Outro caso grave, narrado pela agência Reuters, acontece na vila de Akhshtyr, onde os poços que abasteciam os moradores secaram depois que a empresa estatal Russian Railways começou a escavar uma pedreira nas proximidades. Elas forneciam minerais usados nas obras de Sochi. Hoje eles dependem de caminhões-pipa trazidos pela própria empresa, o que alterou drasticamente suas possibilidades de subsistência.
Um vídeo da Human Rights Watch (disponível ao lado, em inglês ), ONG que tem feito intensa campanha contra as violações sociais e ambientais dos Jogos de Inverno, mostra os casos de famílias que foram forçadas a deixar suas casas.

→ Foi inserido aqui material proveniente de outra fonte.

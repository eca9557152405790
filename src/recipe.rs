//! Recipe model and proportional scaler.
//!
//! A cocktail recipe is an ordered list of [`RecipeItem`]s.  Automatic
//! items are pumped by the machine; manual items are added by the
//! operator following a textual instruction.
//!
//! [`scale`] resizes a whole recipe to a target serving size with one
//! shared factor derived from the combined total of both item kinds, so
//! the drink keeps its proportions.  Each amount is rounded half away
//! from zero to whole millilitres.

use serde::{Deserialize, Serialize};

use crate::error::ValidationError;

// ---------------------------------------------------------------------------
// Reference data
// ---------------------------------------------------------------------------

/// Immutable ingredient reference data.
#[derive(Debug, Clone, PartialEq, Eq, Serialize, Deserialize)]
pub struct Ingredient {
    pub id: String,
    pub name: String,
    #[serde(default)]
    pub alcoholic: bool,
}

#[derive(Debug, Clone, Copy, PartialEq, Eq, Default, Serialize, Deserialize)]
#[serde(rename_all = "lowercase")]
pub enum ItemKind {
    /// Dispensed by a pump, inventory-gated.
    #[default]
    Automatic,
    /// Added by hand per `instruction`, never pumped.
    Manual,
}

/// One line of a recipe.
#[derive(Debug, Clone, PartialEq, Serialize, Deserialize)]
pub struct RecipeItem {
    pub ingredient_id: String,
    /// Amount in mL.
    pub amount_ml: u32,
    #[serde(default)]
    pub kind: ItemKind,
    #[serde(default, skip_serializing_if = "Option::is_none")]
    pub instruction: Option<String>,
}

impl RecipeItem {
    pub fn automatic(ingredient_id: impl Into<String>, amount_ml: u32) -> Self {
        Self {
            ingredient_id: ingredient_id.into(),
            amount_ml,
            kind: ItemKind::Automatic,
            instruction: None,
        }
    }

    pub fn manual(
        ingredient_id: impl Into<String>,
        amount_ml: u32,
        instruction: impl Into<String>,
    ) -> Self {
        Self {
            ingredient_id: ingredient_id.into(),
            amount_ml,
            kind: ItemKind::Manual,
            instruction: Some(instruction.into()),
        }
    }

    pub fn is_automatic(&self) -> bool {
        self.kind == ItemKind::Automatic
    }
}

/// A cocktail as read from the recipe catalog.  The engine never edits it.
#[derive(Debug, Clone, PartialEq, Serialize, Deserialize)]
pub struct Cocktail {
    pub id: String,
    pub name: String,
    #[serde(default)]
    pub description: String,
    #[serde(default)]
    pub alcoholic: bool,
    pub recipe: Vec<RecipeItem>,
}

impl Cocktail {
    /// Display lines for the recipe, e.g. `"40ml Vodka"` or
    /// `"20ml Soda (manual: top up)"`.
    ///
    /// `name_of` resolves an ingredient id to its display name; unknown ids
    /// are shown verbatim.
    pub fn display_summary<'a>(&'a self, name_of: impl Fn(&str) -> Option<&'a str>) -> Vec<String> {
        self.recipe
            .iter()
            .map(|item| {
                let name = name_of(&item.ingredient_id).unwrap_or(&item.ingredient_id);
                match (&item.kind, &item.instruction) {
                    (ItemKind::Manual, Some(how)) => {
                        format!("{}ml {} (manual: {})", item.amount_ml, name, how)
                    }
                    (ItemKind::Manual, None) => format!("{}ml {} (manual)", item.amount_ml, name),
                    (ItemKind::Automatic, _) => format!("{}ml {}", item.amount_ml, name),
                }
            })
            .collect()
    }
}

// ---------------------------------------------------------------------------
// Scaler
// ---------------------------------------------------------------------------

/// A recipe resized to a target serving.  Order, kind and instructions are
/// preserved; only amounts change.
#[derive(Debug, Clone, PartialEq)]
pub struct ScaledRecipe {
    pub target_ml: u32,
    pub scale_factor: f64,
    pub items: Vec<RecipeItem>,
}

impl ScaledRecipe {
    /// Automatic items in recipe order.
    pub fn automatic(&self) -> impl Iterator<Item = &RecipeItem> {
        self.items.iter().filter(|i| i.is_automatic())
    }

    /// Manual items in recipe order.
    pub fn manual(&self) -> impl Iterator<Item = &RecipeItem> {
        self.items.iter().filter(|i| !i.is_automatic())
    }

    pub fn total_automatic_ml(&self) -> u32 {
        self.automatic().map(|i| i.amount_ml).sum()
    }

    pub fn has_automatic(&self) -> bool {
        self.items.iter().any(RecipeItem::is_automatic)
    }
}

/// Scale `items` so their amounts add up to (approximately) `target_ml`.
///
/// Returns [`ValidationError::ZeroTotalVolume`] when the recipe has items
/// whose amounts sum to zero.  An empty recipe scales to an empty recipe.
pub fn scale(items: &[RecipeItem], target_ml: u32) -> Result<ScaledRecipe, ValidationError> {
    let total: u64 = items.iter().map(|i| u64::from(i.amount_ml)).sum();
    if total == 0 {
        if items.is_empty() {
            return Ok(ScaledRecipe {
                target_ml,
                scale_factor: 1.0,
                items: Vec::new(),
            });
        }
        return Err(ValidationError::ZeroTotalVolume);
    }

    let factor = f64::from(target_ml) / total as f64;
    let items = items
        .iter()
        .map(|item| RecipeItem {
            // f64::round rounds half away from zero.
            amount_ml: (f64::from(item.amount_ml) * factor).round() as u32,
            ..item.clone()
        })
        .collect();

    Ok(ScaledRecipe {
        target_ml,
        scale_factor: factor,
        items,
    })
}
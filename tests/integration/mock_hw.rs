//! Mock adapters for integration tests.
//!
//! Records every actuator call and every emitted event so tests can
//! assert on the full history without touching real relays or flash.

use cocktailbot::adapters::nvs::NvsAdapter;
use cocktailbot::adapters::time::FixedClock;
use cocktailbot::app::events::AppEvent;
use cocktailbot::app::ports::{
    ActuatorPort, EventSink, LevelStore, PumpStore, StorageError, UsageSink,
};
use cocktailbot::app::service::MachineService;
use cocktailbot::config::MachineConfig;
use cocktailbot::error::ActuatorError;
use cocktailbot::inventory::IngredientLevel;
use cocktailbot::pumps::{PumpConfig, PumpId};
use cocktailbot::recipe::{Cocktail, RecipeItem};
use cocktailbot::safety::CancelToken;
use embedded_hal::delay::DelayNs;

// ── Actuator ──────────────────────────────────────────────────

#[derive(Debug, Clone, Copy, PartialEq, Eq)]
pub struct Activation {
    pub pump: PumpId,
    pub channel: u8,
    pub duration_ms: u32,
}

#[derive(Default)]
pub struct MockActuator {
    pub calls: Vec<Activation>,
    /// Every activation of this pump fails with a timeout.
    pub fail_on: Option<PumpId>,
    /// Trip the token once this many activations succeeded.
    pub cancel_after: Option<(usize, CancelToken)>,
}

#[allow(dead_code)]
impl MockActuator {
    pub fn new() -> Self {
        Self::default()
    }

    pub fn failing_on(pump: PumpId) -> Self {
        Self {
            fail_on: Some(pump),
            ..Self::default()
        }
    }

    pub fn pumps(&self) -> Vec<PumpId> {
        self.calls.iter().map(|a| a.pump).collect()
    }
}

impl ActuatorPort for MockActuator {
    fn activate(&mut self, pump: PumpId, channel: u8, duration_ms: u32) -> Result<(), ActuatorError> {
        if self.fail_on == Some(pump) {
            return Err(ActuatorError::Timeout(pump));
        }
        self.calls.push(Activation {
            pump,
            channel,
            duration_ms,
        });
        if let Some((n, token)) = &self.cancel_after {
            if self.calls.len() == *n {
                token.cancel();
            }
        }
        Ok(())
    }
}

// ── Event sink ────────────────────────────────────────────────

#[derive(Default)]
pub struct RecordingSink {
    pub events: Vec<AppEvent>,
}

#[allow(dead_code)]
impl RecordingSink {
    pub fn new() -> Self {
        Self::default()
    }

    pub fn progress(&self) -> Vec<u8> {
        self.events
            .iter()
            .filter_map(|e| match e {
                AppEvent::DispenseProgress { percent, .. } => Some(*percent),
                _ => None,
            })
            .collect()
    }

    pub fn contains(&self, event: &AppEvent) -> bool {
        self.events.contains(event)
    }
}

impl EventSink for RecordingSink {
    fn emit(&mut self, event: &AppEvent) {
        self.events.push(event.clone());
    }
}

// ── Usage ─────────────────────────────────────────────────────

#[derive(Default)]
pub struct RecordingUsage {
    pub records: Vec<(String, String)>,
}

impl UsageSink for RecordingUsage {
    fn record(&mut self, cocktail_id: &str, cocktail_name: &str) {
        self.records
            .push((cocktail_id.to_string(), cocktail_name.to_string()));
    }
}

// ── Delay ─────────────────────────────────────────────────────

/// Returns immediately, remembering how long it was asked to wait.
#[derive(Default)]
pub struct NoDelay {
    pub total_ms: u32,
}

impl DelayNs for NoDelay {
    fn delay_ns(&mut self, ns: u32) {
        self.total_ms += ns / 1_000_000;
    }

    fn delay_ms(&mut self, ms: u32) {
        self.total_ms += ms;
    }
}

// ── Stores ────────────────────────────────────────────────────

/// Level store whose writes always fail.
pub struct BrokenLevelStore;

impl LevelStore for BrokenLevelStore {
    fn load_levels(&self) -> Result<Vec<IngredientLevel>, StorageError> {
        Err(StorageError::IoError)
    }

    fn save_level(&self, _level: &IngredientLevel) -> Result<(), StorageError> {
        Err(StorageError::Full)
    }

    fn clear_levels(&self) -> Result<(), StorageError> {
        Err(StorageError::IoError)
    }
}

/// Pump store whose writes always fail; reads report an empty flash.
pub struct ReadOnlyPumpStore;

impl PumpStore for ReadOnlyPumpStore {
    fn load_pumps(&self) -> Result<Vec<PumpConfig>, StorageError> {
        Err(StorageError::NotFound)
    }

    fn save_pumps(&self, _pumps: &[PumpConfig]) -> Result<(), StorageError> {
        Err(StorageError::IoError)
    }
}

// ── Fixtures ──────────────────────────────────────────────────

pub type TestService<'a> = MachineService<&'a NvsAdapter, FixedClock, &'a NvsAdapter>;

/// Service on the factory pump table with every bound ingredient at 700 ml.
pub fn factory_service(nvs: &NvsAdapter) -> TestService<'_> {
    MachineService::boot(MachineConfig::default(), nvs, FixedClock(1_700_000_000), nvs)
}

/// Service on `count` unbound pumps (ids 1..=count).
#[allow(dead_code)]
pub fn service_with_pumps(nvs: &NvsAdapter, count: u8) -> TestService<'_> {
    let table: Vec<PumpConfig> = (1..=count)
        .map(|id| PumpConfig {
            id,
            channel: id + 3,
            ingredient: None,
            flow_rate_ml_s: 25.0,
        })
        .collect();
    nvs.save_pumps(&table).expect("seed pump table");
    factory_service(nvs)
}

#[allow(dead_code)]
pub fn screwdriver() -> Cocktail {
    Cocktail {
        id: "screwdriver".into(),
        name: "Screwdriver".into(),
        description: String::new(),
        alcoholic: true,
        recipe: vec![
            RecipeItem::automatic("vodka", 40),
            RecipeItem::automatic("orange-juice", 120),
        ],
    }
}

#[allow(dead_code)]
pub fn ice_only() -> Cocktail {
    Cocktail {
        id: "ice".into(),
        name: "Glass of Ice".into(),
        description: String::new(),
        alcoholic: false,
        recipe: vec![RecipeItem::manual("ice", 200, "fill the glass")],
    }
}
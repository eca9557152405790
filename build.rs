fn main() {
    println!("cargo:rerun-if-changed=data/catalog.json");

    // Host builds (tests, simulation) have no ESP-IDF environment to export.
    #[cfg(feature = "espidf")]
    embuild::espidf::sysenv::output();
}
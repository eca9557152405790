//! Usage tally: counts completed cocktails.
//!
//! Implements [`UsageSink`]: the service calls it once per serving that
//! reached `Completed`.  The tally is kept in memory and written back as
//! one postcard blob through any [`StoragePort`] after every change.  A
//! blob that cannot be read starts the tally empty.

use std::collections::BTreeMap;

use log::{info, warn};
use serde::{Deserialize, Serialize};

use crate::app::ports::{StoragePort, TimePort, UsageSink};

const STATS_NAMESPACE: &str = "stats";
const STATS_KEY: &str = "tally";
const MAX_TALLY_BYTES: usize = 4000;

#[derive(Debug, Clone, PartialEq, Eq, Serialize, Deserialize)]
pub struct CocktailStat {
    pub id: String,
    pub name: String,
    pub count: u32,
    /// Epoch seconds of the most recent completion.
    pub last_made: u64,
}

#[derive(Debug, Clone, PartialEq, Eq)]
pub struct UsageTotals {
    pub total: u32,
    pub unique: usize,
    pub most_popular: Option<CocktailStat>,
}

pub struct UsageTally<S: StoragePort, C: TimePort> {
    stats: BTreeMap<String, CocktailStat>,
    storage: S,
    clock: C,
}

impl<S: StoragePort, C: TimePort> UsageTally<S, C> {
    pub fn load(storage: S, clock: C) -> Self {
        let mut buf = vec![0u8; MAX_TALLY_BYTES];
        let stats = match storage.read(STATS_NAMESPACE, STATS_KEY, &mut buf) {
            Ok(len) => postcard::from_bytes(&buf[..len]).unwrap_or_else(|_| {
                warn!("Usage: stored tally corrupted, starting empty");
                BTreeMap::new()
            }),
            Err(_) => BTreeMap::new(),
        };
        Self {
            stats,
            storage,
            clock,
        }
    }

    /// Every entry, most made first.
    pub fn stats(&self) -> Vec<CocktailStat> {
        let mut all: Vec<CocktailStat> = self.stats.values().cloned().collect();
        all.sort_by(|a, b| b.count.cmp(&a.count));
        all
    }

    pub fn get(&self, cocktail_id: &str) -> Option<&CocktailStat> {
        self.stats.get(cocktail_id)
    }

    pub fn totals(&self) -> UsageTotals {
        let most_popular = self
            .stats
            .values()
            .fold(None::<&CocktailStat>, |best, s| match best {
                Some(b) if b.count >= s.count => Some(b),
                _ => Some(s),
            })
            .cloned();
        UsageTotals {
            total: self
                .stats
                .values()
                .fold(0u32, |acc, s| acc.saturating_add(s.count)),
            unique: self.stats.len(),
            most_popular,
        }
    }

    /// Forget one cocktail.  Returns `false` if it was never made.
    pub fn reset(&mut self, cocktail_id: &str) -> bool {
        if self.stats.remove(cocktail_id).is_none() {
            return false;
        }
        self.persist();
        true
    }

    pub fn reset_all(&mut self) {
        self.stats.clear();
        self.persist();
    }

    fn persist(&mut self) {
        let bytes = match postcard::to_allocvec(&self.stats) {
            Ok(b) => b,
            Err(e) => {
                warn!("Usage: encoding tally failed ({})", e);
                return;
            }
        };
        if let Err(e) = self.storage.write(STATS_NAMESPACE, STATS_KEY, &bytes) {
            warn!("Usage: saving tally failed ({})", e);
        }
    }
}

impl<S: StoragePort, C: TimePort> UsageSink for UsageTally<S, C> {
    fn record(&mut self, cocktail_id: &str, cocktail_name: &str) {
        let now = self.clock.now_epoch_secs();
        let entry = self
            .stats
            .entry(cocktail_id.to_string())
            .or_insert_with(|| CocktailStat {
                id: cocktail_id.to_string(),
                name: cocktail_name.to_string(),
                count: 0,
                last_made: now,
            });
        entry.count = entry.count.saturating_add(1);
        entry.last_made = now;
        entry.name = cocktail_name.to_string();
        info!("Usage: '{}' made {} time(s)", cocktail_name, entry.count);
        self.persist();
    }
}
//! Actuator drivers.

pub mod pump;
//! Clock adapters.
//!
//! - [`SystemClock`]: wall-clock seconds.  On **`target_os = "espidf"`**
//!   it reads `gettimeofday()` and reports 0 until SNTP has set the clock;
//!   on the host it uses `std::time::SystemTime`.
//! - [`FixedClock`]: a constant, for tests and for builds without a
//!   time source.

use crate::app::ports::TimePort;

/// Anything earlier than 2020-01-01 means the RTC was never set.
#[cfg_attr(not(target_os = "espidf"), allow(dead_code))]
const EPOCH_2020: u64 = 1_577_836_800;

#[derive(Debug, Clone, Copy, Default)]
pub struct SystemClock;

impl SystemClock {
    pub fn new() -> Self {
        Self
    }
}

impl TimePort for SystemClock {
    #[cfg(target_os = "espidf")]
    fn now_epoch_secs(&self) -> u64 {
        let mut tv = esp_idf_svc::sys::timeval {
            tv_sec: 0,
            tv_usec: 0,
        };
        if unsafe { esp_idf_svc::sys::gettimeofday(&mut tv, core::ptr::null_mut()) } != 0 {
            return 0;
        }
        let secs = tv.tv_sec as u64;
        if secs < EPOCH_2020 { 0 } else { secs }
    }

    #[cfg(not(target_os = "espidf"))]
    fn now_epoch_secs(&self) -> u64 {
        std::time::SystemTime::now()
            .duration_since(std::time::UNIX_EPOCH)
            .map(|d| d.as_secs())
            .unwrap_or(0)
    }
}

/// Clock frozen at the contained epoch second.
#[derive(Debug, Clone, Copy, Default, PartialEq, Eq)]
pub struct FixedClock(pub u64);

impl TimePort for FixedClock {
    fn now_epoch_secs(&self) -> u64 {
        self.0
    }
}
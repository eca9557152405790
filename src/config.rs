//! Machine configuration parameters
//!
//! All tunable parameters for the CocktailBot engine.
//! Values can be overridden via NVS (non-volatile storage).

use heapless::Vec;
use serde::{Deserialize, Serialize};

/// Maximum number of selectable serving or shot sizes.
pub const MAX_SIZES: usize = 8;

/// Core machine configuration
#[derive(Debug, Clone, PartialEq, Serialize, Deserialize)]
pub struct MachineConfig {
    // --- Ledger defaults ---
    /// Starting fill (mL) for an ingredient the ledger has never seen
    pub default_level_ml: u32,
    /// Bottle capacity (mL) for an ingredient the ledger has never seen
    pub default_capacity_ml: u32,

    // --- Serving ---
    /// Allowed cocktail sizes (mL)
    pub serving_sizes_ml: Vec<u32, MAX_SIZES>,
    /// Allowed single-shot sizes (mL)
    pub shot_sizes_ml: Vec<u32, MAX_SIZES>,

    // --- Pumps ---
    /// Reference pulse length for flow-rate calibration (milliseconds)
    pub calibration_reference_ms: u32,
    /// Flush time per pump during cleaning (milliseconds)
    pub flush_duration_ms: u32,
    /// Pause before the first flush so the operator can place the rinse container
    pub cleaning_prepare_ms: u32,
    /// Upper bound on any single dispense actuation (milliseconds)
    pub max_actuation_ms: u32,
}

impl Default for MachineConfig {
    fn default() -> Self {
        Self {
            // Ledger
            default_level_ml: 700,
            default_capacity_ml: 1000,

            // Serving
            serving_sizes_ml: Vec::from_slice(&[200, 300, 400]).unwrap_or_default(),
            shot_sizes_ml: Vec::from_slice(&[20, 40]).unwrap_or_default(),

            // Pumps
            calibration_reference_ms: 2000,
            flush_duration_ms: 10_000,
            cleaning_prepare_ms: 2000,
            max_actuation_ms: 60_000,
        }
    }
}

impl MachineConfig {
    pub fn is_serving_size(&self, ml: u32) -> bool {
        self.serving_sizes_ml.contains(&ml)
    }

    pub fn is_shot_size(&self, ml: u32) -> bool {
        self.shot_sizes_ml.contains(&ml)
    }
}

/// Errors from [`validate_config`].
#[derive(Debug, Clone, Copy, PartialEq, Eq)]
pub struct ConfigRangeError(pub &'static str);

impl core::fmt::Display for ConfigRangeError {
    fn fmt(&self, f: &mut core::fmt::Formatter<'_>) -> core::fmt::Result {
        f.write_str(self.0)
    }
}

/// Range-check every field before the config is persisted or applied.
pub fn validate_config(cfg: &MachineConfig) -> Result<(), ConfigRangeError> {
    if cfg.default_capacity_ml == 0 {
        return Err(ConfigRangeError("default_capacity_ml must be > 0"));
    }
    if cfg.default_level_ml > cfg.default_capacity_ml {
        return Err(ConfigRangeError(
            "default_level_ml must not exceed default_capacity_ml",
        ));
    }
    if cfg.serving_sizes_ml.is_empty() || cfg.serving_sizes_ml.contains(&0) {
        return Err(ConfigRangeError("serving_sizes_ml must be non-empty and > 0"));
    }
    if cfg.shot_sizes_ml.contains(&0) {
        return Err(ConfigRangeError("shot_sizes_ml must be > 0"));
    }
    if !(100..=30_000).contains(&cfg.calibration_reference_ms) {
        return Err(ConfigRangeError(
            "calibration_reference_ms must be 100–30000",
        ));
    }
    if !(1000..=120_000).contains(&cfg.flush_duration_ms) {
        return Err(ConfigRangeError("flush_duration_ms must be 1000–120000"));
    }
    if cfg.cleaning_prepare_ms > 60_000 {
        return Err(ConfigRangeError("cleaning_prepare_ms must be <= 60000"));
    }
    if !(1000..=300_000).contains(&cfg.max_actuation_ms) {
        return Err(ConfigRangeError("max_actuation_ms must be 1000–300000"));
    }
    Ok(())
}
//! CocktailBot Firmware: Main Entry Point
//!
//! ```text
//! ┌────────────────────────────────────────────────────────────────┐
//! │                      Adapters (outer ring)                     │
//! │                                                                │
//! │  HardwareAdapter   LogEventSink   NvsAdapter      SystemClock  │
//! │  (ActuatorPort)    (EventSink)    (Config+Levels  (TimePort)   │
//! │                                    +Pumps+KV)                  │
//! │  UsageTally (UsageSink)           Console (UART line commands) │
//! │                                                                │
//! │  ──────────────── Port Trait Boundary ───────────────────      │
//! │                                                                │
//! │  ┌────────────────────────────────────────────────────────┐    │
//! │  │            MachineService (pure logic)                 │    │
//! │  │  Ledger · Registry · Dispense · Cleaning · Calibration │    │
//! │  └────────────────────────────────────────────────────────┘    │
//! └────────────────────────────────────────────────────────────────┘
//! ```
#![deny(unused_must_use)]

use std::io::BufRead;
use std::sync::mpsc;

use anyhow::{Result, anyhow};
use esp_idf_hal::delay::FreeRtos;
use esp_idf_hal::gpio::{AnyOutputPin, PinDriver};
use log::{info, warn};

use cocktailbot::adapters::hardware::HardwareAdapter;
use cocktailbot::adapters::log_sink::LogEventSink;
use cocktailbot::adapters::nvs::NvsAdapter;
use cocktailbot::adapters::time::SystemClock;
use cocktailbot::adapters::usage::UsageTally;
use cocktailbot::app::console::Console;
use cocktailbot::app::ports::ConfigPort;
use cocktailbot::app::service::MachineService;
use cocktailbot::catalog::Catalog;
use cocktailbot::config::MachineConfig;
use cocktailbot::pins;

fn main() -> Result<()> {
    // ── 1. ESP-IDF bootstrap ──────────────────────────────────
    esp_idf_svc::sys::link_patches();
    esp_idf_logger::init()?;

    info!("╔══════════════════════════════════════╗");
    info!("║  CocktailBot v{}                     ║", env!("CARGO_PKG_VERSION"));
    info!("╚══════════════════════════════════════╝");

    // ── 2. Load config from NVS (or defaults) ─────────────────
    let nvs = match NvsAdapter::new() {
        Ok(n) => n,
        Err(e) => {
            warn!("NVS init failed ({}), running with defaults and no persistence", e);
            NvsAdapter::default()
        }
    };
    let config = match nvs.load() {
        Ok(cfg) => cfg,
        Err(e) => {
            warn!("NVS config load failed ({}), using defaults", e);
            MachineConfig::default()
        }
    };

    // ── 3. Relay bank ─────────────────────────────────────────
    let mut relay_pins = Vec::with_capacity(pins::PUMP_RELAY_GPIOS.len());
    for &gpio in &pins::PUMP_RELAY_GPIOS {
        // SAFETY: the relay GPIOs are claimed nowhere else and
        // `Peripherals::take()` is never called in this firmware.
        let pin = unsafe { AnyOutputPin::new(i32::from(gpio)) };
        relay_pins.push((gpio, PinDriver::output(pin)?));
    }
    let hardware = HardwareAdapter::new(relay_pins, pins::RELAY_ACTIVE_LOW, FreeRtos)
        .map_err(|e| anyhow!("relay init failed: {e}"))?;
    info!("Relays: {} channel(s) off", pins::PUMP_RELAY_GPIOS.len());

    // ── 4. Engine ─────────────────────────────────────────────
    let mut service = MachineService::boot(config, &nvs, SystemClock::new(), &nvs);
    let catalog = Catalog::builtin().map_err(|e| anyhow!("catalog: {e}"))?;
    info!(
        "Catalog: {} cocktail(s), {} ingredient(s)",
        catalog.cocktails().len(),
        catalog.ingredients().len()
    );

    // NVS handles are opened per call, so the tally gets its own adapter.
    let usage = UsageTally::load(NvsAdapter::default(), SystemClock::new());
    let mut console = Console::new(catalog, hardware, FreeRtos, LogEventSink::new(), usage);

    // ── 5. UART reader ────────────────────────────────────────
    //
    // Lines arrive on a separate thread so `cancel` can trip the token
    // while a cleaning cycle blocks the main loop.
    let (tx, rx) = mpsc::channel::<String>();
    let cancel = service.cancel_token();
    std::thread::Builder::new()
        .name("uart-rx".into())
        .stack_size(4096)
        .spawn(move || {
            for line in std::io::stdin().lock().lines() {
                let Ok(line) = line else { continue };
                if line.trim().eq_ignore_ascii_case("cancel") {
                    cancel.cancel();
                }
                if tx.send(line).is_err() {
                    break;
                }
            }
        })?;

    info!("System ready. Type 'help'.");

    // ── 6. Command loop ───────────────────────────────────────
    for line in rx {
        if line.trim().is_empty() {
            continue;
        }
        for reply in console.handle_line(&mut service, &line) {
            println!("{reply}");
        }
    }

    Ok(())
}
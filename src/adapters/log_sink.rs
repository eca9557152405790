//! Log-based event sink adapter.
//!
//! Implements [`EventSink`] by writing structured application events to
//! the ESP-IDF logger (which goes to UART / USB-CDC in production).
//! A display or MQTT adapter would implement the same trait.

use log::{info, warn};

use crate::app::events::AppEvent;
use crate::app::ports::EventSink;

/// Adapter that logs every [`AppEvent`] to the serial console.
#[derive(Debug, Default)]
pub struct LogEventSink;

impl LogEventSink {
    pub fn new() -> Self {
        Self
    }
}

impl EventSink for LogEventSink {
    fn emit(&mut self, event: &AppEvent) {
        match event {
            AppEvent::DispenseStateChanged { from, to } => {
                info!("DISPENSE | {:?} -> {:?}", from, to);
            }
            AppEvent::DispenseProgress { percent, status } => {
                info!("DISPENSE | {:>3}% | {}", percent, status);
            }
            AppEvent::DispenseCompleted { cocktail, size_ml } => {
                info!("DISPENSE | done | {} {}ml", cocktail, size_ml);
            }
            AppEvent::DispenseFailed { reason, percent } => {
                warn!("DISPENSE | failed at {}% | {}", percent, reason);
            }
            AppEvent::CleaningStateChanged { from, to } => {
                info!("CLEAN | {:?} -> {:?}", from, to);
            }
            AppEvent::PumpFlushed { pump, percent } => {
                info!("CLEAN | pump={} flushed | {:>3}%", pump, percent);
            }
            AppEvent::FlushFailed { pump, reason } => {
                warn!("CLEAN | pump={} failed | {}", pump, reason);
            }
            AppEvent::CalibrationPulse { pump, duration_ms } => {
                info!("CAL | pump={} pulsed {}ms, awaiting measurement", pump, duration_ms);
            }
            AppEvent::Calibrated {
                pump,
                flow_rate_ml_s,
            } => {
                info!("CAL | pump={} flow={:.2}mL/s", pump, flow_rate_ml_s);
            }
            AppEvent::LevelsRefilled => {
                info!("LEDGER | all ingredients refilled");
            }
            AppEvent::LevelsReset => {
                info!("LEDGER | reset to defaults");
            }
        }
    }
}
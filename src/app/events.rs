//! Outbound application events.
//!
//! The sequencers and the [`MachineService`](super::service::MachineService)
//! emit these through the [`EventSink`](super::ports::EventSink) port.
//! Adapters on the other side decide what to do with them (log to
//! serial, drive a progress bar).

use crate::pumps::PumpId;
use crate::sequencer::{CleaningState, DispenseState};

/// Structured events emitted by the engine.
#[derive(Debug, Clone, PartialEq)]
pub enum AppEvent {
    /// The dispense state machine moved between states.
    DispenseStateChanged { from: DispenseState, to: DispenseState },

    /// Progress after an actuation completed (or the terminal 100%).
    DispenseProgress { percent: u8, status: String },

    /// A serving finished.
    DispenseCompleted { cocktail: String, size_ml: u32 },

    /// A serving stopped before completion.
    DispenseFailed { reason: String, percent: u8 },

    /// The cleaning cycle moved between states.
    CleaningStateChanged { from: CleaningState, to: CleaningState },

    /// One pump finished its flush.
    PumpFlushed { pump: PumpId, percent: u8 },

    /// One pump failed its flush; the cycle continues.
    FlushFailed { pump: PumpId, reason: String },

    /// The calibration reference pulse ran.
    CalibrationPulse { pump: PumpId, duration_ms: u32 },

    /// A new flow rate was accepted and persisted.
    Calibrated { pump: PumpId, flow_rate_ml_s: f32 },

    /// Every tracked ingredient was filled to capacity.
    LevelsRefilled,

    /// The ledger was reset to defaults.
    LevelsReset,
}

Entre elas, pessoas que percebem suas casas se moverem morro abaixo devido às alterações profundas no solo, provavelmente provocadas pelas obras e extração de recursos minerais no parque.
Apesar das evidentes violações, as organizações ambientalistas têm dificuldades em reverberar suas críticas por causa da repressão do governo russo. Segundo a Humans Rights Watch, ambientalistas têm sofrido constantes ameaças e repressão por seus trabalhos de denúncia e mobilização. O militante do movimento local Environmental Watch on North Caucasus, Evgeny Vitishko, foi detido esta semana acusado de “blasfêmia em publico”.
A enxurrada de acusações de irregularidades em Sochi – adicione-se à lista o salto dos custos dos Jogos de 12 para 50 bilhões de dólares – atinge também a reputação do Comitê Olímpico Internacional (COI), cobrado por militantes para que haja com assertividade junto aos governos das sedes dos eventos esportivos. A Human Rights Watch, por exemplo, pede que o COI pressione as autoridades russas para garantir a reparação dos danos causados ao meio ambiente e às comunidades, mesmo depois da realização dos Jogos. Na opinião da ativista Yevgenia Chirikova, os escândalos dos jogos olímpicos de Pequim e Sochi podem fazer com que países europeus hesitem em cooperar com o COI e repensem se vale a pena mesmo receber esses eventos em suas cidades: “os Jogos tornam-se cada vez menos uma celebração esportiva, e cada vez mais uma festa privada e uma amostra de determinas ambições por parte das autoridades”.